Speeding up the summation of specific columns in a matrix

Shortly speaking

Given a large sparse csr_matrix A

and a numpy array B

, what's the fastest way to build a numpy matrix C

such that C[i,j] = sum(A[k,j])

for everyone k

where B[k] == i

?

Details of the question

I found a solution for this, but I'm not very happy with how long it takes. I'll explain the problem first, then my solution, then show my code, and then show my timings.
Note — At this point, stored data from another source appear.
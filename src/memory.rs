use moka::future::Cache;
use moka::ops::compute::Op;
use serde::Serialize;
use std::sync::Arc;

use crate::config::CacheConfig;
use crate::entry::{CacheEntry, Freshness};
use crate::error::CacheError;
use crate::key::CacheKey;
use crate::utils::Clock;

/// Outcome of a memory lookup.
#[derive(Debug, Clone, PartialEq)]
pub enum Lookup<T> {
    Fresh(CacheEntry<T>),
    Stale(CacheEntry<T>),
    /// The entry was expired and has just been evicted. It is handed back once so the
    /// caller can still fall back to it if the origin is unreachable.
    Expired(CacheEntry<T>),
    Missing,
}

impl<T> Lookup<T> {
    pub fn freshness(&self) -> Option<Freshness> {
        match self {
            Lookup::Fresh(_) => Some(Freshness::Fresh),
            Lookup::Stale(_) => Some(Freshness::Stale),
            Lookup::Expired(_) => Some(Freshness::Expired),
            Lookup::Missing => None,
        }
    }

    pub fn entry(&self) -> Option<&CacheEntry<T>> {
        match self {
            Lookup::Fresh(entry) | Lookup::Stale(entry) | Lookup::Expired(entry) => Some(entry),
            Lookup::Missing => None,
        }
    }

    pub fn into_entry(self) -> Option<CacheEntry<T>> {
        match self {
            Lookup::Fresh(entry) | Lookup::Stale(entry) | Lookup::Expired(entry) => Some(entry),
            Lookup::Missing => None,
        }
    }
}

/// Process-local map of cache key to entry.
///
/// Backed by Moka for bounded, lock-free concurrent access. Expiry follows the entry
/// timestamps and the configured `cache_time_ms`; Moka's own TTL is not used so that the
/// injected clock stays the only source of time. Never performs I/O.
pub struct MemoryCache<T>
where
    T: Clone + Send + Sync + 'static,
{
    cache: Cache<CacheKey, CacheEntry<T>>,
    clock: Arc<dyn Clock>,
    stale_time_ms: i64,
    cache_time_ms: i64,
    schema_version: String,
}

impl<T> MemoryCache<T>
where
    T: Clone + Send + Sync + 'static,
{
    pub fn new(config: &CacheConfig, clock: Arc<dyn Clock>) -> Self {
        MemoryCache {
            cache: Cache::builder().max_capacity(config.max_entries).build(),
            clock,
            stale_time_ms: config.stale_time_ms,
            cache_time_ms: config.cache_time_ms,
            schema_version: config.schema_version.clone(),
        }
    }

    /// Classify the entry for `key`, evicting it if it has expired.
    pub async fn lookup(&self, key: &CacheKey) -> Lookup<T> {
        let Some(entry) = self.cache.get(key).await else {
            return Lookup::Missing;
        };

        let now = self.clock.now_ms();
        match entry.freshness(now, self.stale_time_ms, self.cache_time_ms) {
            Freshness::Fresh => Lookup::Fresh(entry),
            Freshness::Stale => Lookup::Stale(entry),
            Freshness::Expired => {
                self.evict_expired(key, &entry).await;
                Lookup::Expired(entry)
            }
        }
    }

    /// Remove `key` only if it still holds `expired`. A write that landed after the
    /// lookup read the entry is left alone.
    async fn evict_expired(&self, key: &CacheKey, expired: &CacheEntry<T>) {
        let timestamp = expired.timestamp;
        let content_hash = expired.content_hash.clone();
        self.cache
            .entry(key.clone())
            .and_compute_with(|current| {
                let op = match current {
                    Some(current)
                        if current.value().timestamp == timestamp
                            && current.value().content_hash == content_hash =>
                    {
                        Op::Remove
                    }
                    _ => Op::Nop,
                };
                std::future::ready(op)
            })
            .await;
    }

    /// Return the entry if it is fresh or stale. Expired entries are evicted.
    pub async fn get(&self, key: &CacheKey) -> Option<CacheEntry<T>> {
        match self.lookup(key).await {
            Lookup::Fresh(entry) | Lookup::Stale(entry) => Some(entry),
            Lookup::Expired(_) | Lookup::Missing => None,
        }
    }

    /// Return whatever is stored for `key` without judging or evicting it.
    pub async fn peek(&self, key: &CacheKey) -> Option<CacheEntry<T>> {
        self.cache.get(key).await
    }

    /// Store `data` stamped with the current time and return the new entry.
    pub async fn set(&self, key: &CacheKey, data: T) -> Result<CacheEntry<T>, CacheError>
    where
        T: Serialize,
    {
        let entry = CacheEntry::new(data, self.clock.now_ms(), &self.schema_version)?;
        self.cache.insert(key.clone(), entry.clone()).await;
        Ok(entry)
    }

    /// Store an existing entry as-is, keeping its timestamp.
    pub async fn insert_entry(&self, key: &CacheKey, entry: CacheEntry<T>) {
        self.cache.insert(key.clone(), entry).await;
    }

    /// Restamp an entry whose data did not change.
    pub async fn touch(&self, key: &CacheKey, mut entry: CacheEntry<T>) -> CacheEntry<T> {
        entry.timestamp = self.clock.now_ms();
        self.cache.insert(key.clone(), entry.clone()).await;
        entry
    }

    pub async fn delete(&self, key: &CacheKey) {
        self.cache.invalidate(key).await;
    }

    pub fn clear(&self) {
        self.cache.invalidate_all();
    }

    /// Keys currently held, in no particular order.
    pub fn keys(&self) -> Vec<CacheKey> {
        self.cache.iter().map(|(key, _)| (*key).clone()).collect()
    }
}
Problem I am working on a clustering algorithm in Python and I would like to speed it up. I have a rare csr_matrix pam

in which I have per person in each article it says how many items they bought in that article. Also, I have a numpy array clustering

that denotes the cluster the person belongs to. Example:

      pam                pam.T              clustering
    article              person
p [[1 0 0 0]      a 
e  [0 2 0 0]      r [[1 0 1 0 0 0]         [0 0 0 0 1 1]
r  [1 1 0 0]      t  [0 2 1 0 0 0]
s  [0 0 1 0]      i  [0 0 0 1 0 1]
o  [0 0 0 1]      c  [0 0 0 0 1 2]]
n  [0 0 1 2]]     l
                  e

      

What I like to calculate acm

is the number of items that all people have bought in one cluster. This means that for each column i

to acm

add the columns p

of pam.T

, for whom clustering[p] == i

.

    acm
  cluster
a 
r [[2 0]
t  [3 0]
i  [1 1]
c  [0 3]]
l
e

      

Solution First, I create another sparse matrix pcm

in which I point to an element [i,j]

if the person i

is in a cluster j

. Result (when clicking on dense matrix):

        pcm
      cluster
p [[False  True]
e  [False  True]
r  [ True False]
s  [False  True]
o  [False  True]
n  [ True False]]

      

I then multiplies the matrix pam.T

on pcm

to get me the correct matrix.

code I wrote the following program to test the duration of this method in practice.

import numpy as np
from scipy.sparse.csr import csr_matrix
from timeit import timeit

def _clustering2pcm(clustering):
    '''
    Converts a clustering (np array) into a person-cluster matrix (pcm)
    '''        
    N_persons = clustering.size
    m_person = np.arange(N_persons)
    clusters = np.unique(clustering)
    N_clusters = clusters.size
    m_data = [True] * N_persons

    pcm = csr_matrix( (m_data, (m_person, clustering)), shape = (N_persons, N_clusters))

    return pcm

def pam_clustering2acm():
    '''
    Convert a person-article matrix and a given clustering into an 
    article-cluster matrix
    '''
    global clustering
    global pam

    pcm = _clustering2pcm(clustering)    
    acm = csr_matrix.transpose(pam).dot(pcm).todense()
    return acm

if __name__ == '__main__':
    global clustering
    global pam

    N_persons = 200000
    N_articles = 400
    N_shoppings = 400000
    N_clusters = 20

    m_person = np.random.choice(np.arange(N_persons), size = N_shoppings, replace = True)
    m_article = np.random.choice(np.arange(N_articles), size = N_shoppings, replace = True)
    m_data = np.random.choice([1, 2], p = [0.99, 0.01], size = N_shoppings, replace = True)
    pam = csr_matrix( (m_data, (m_person, m_article)), shape = (N_persons, N_articles))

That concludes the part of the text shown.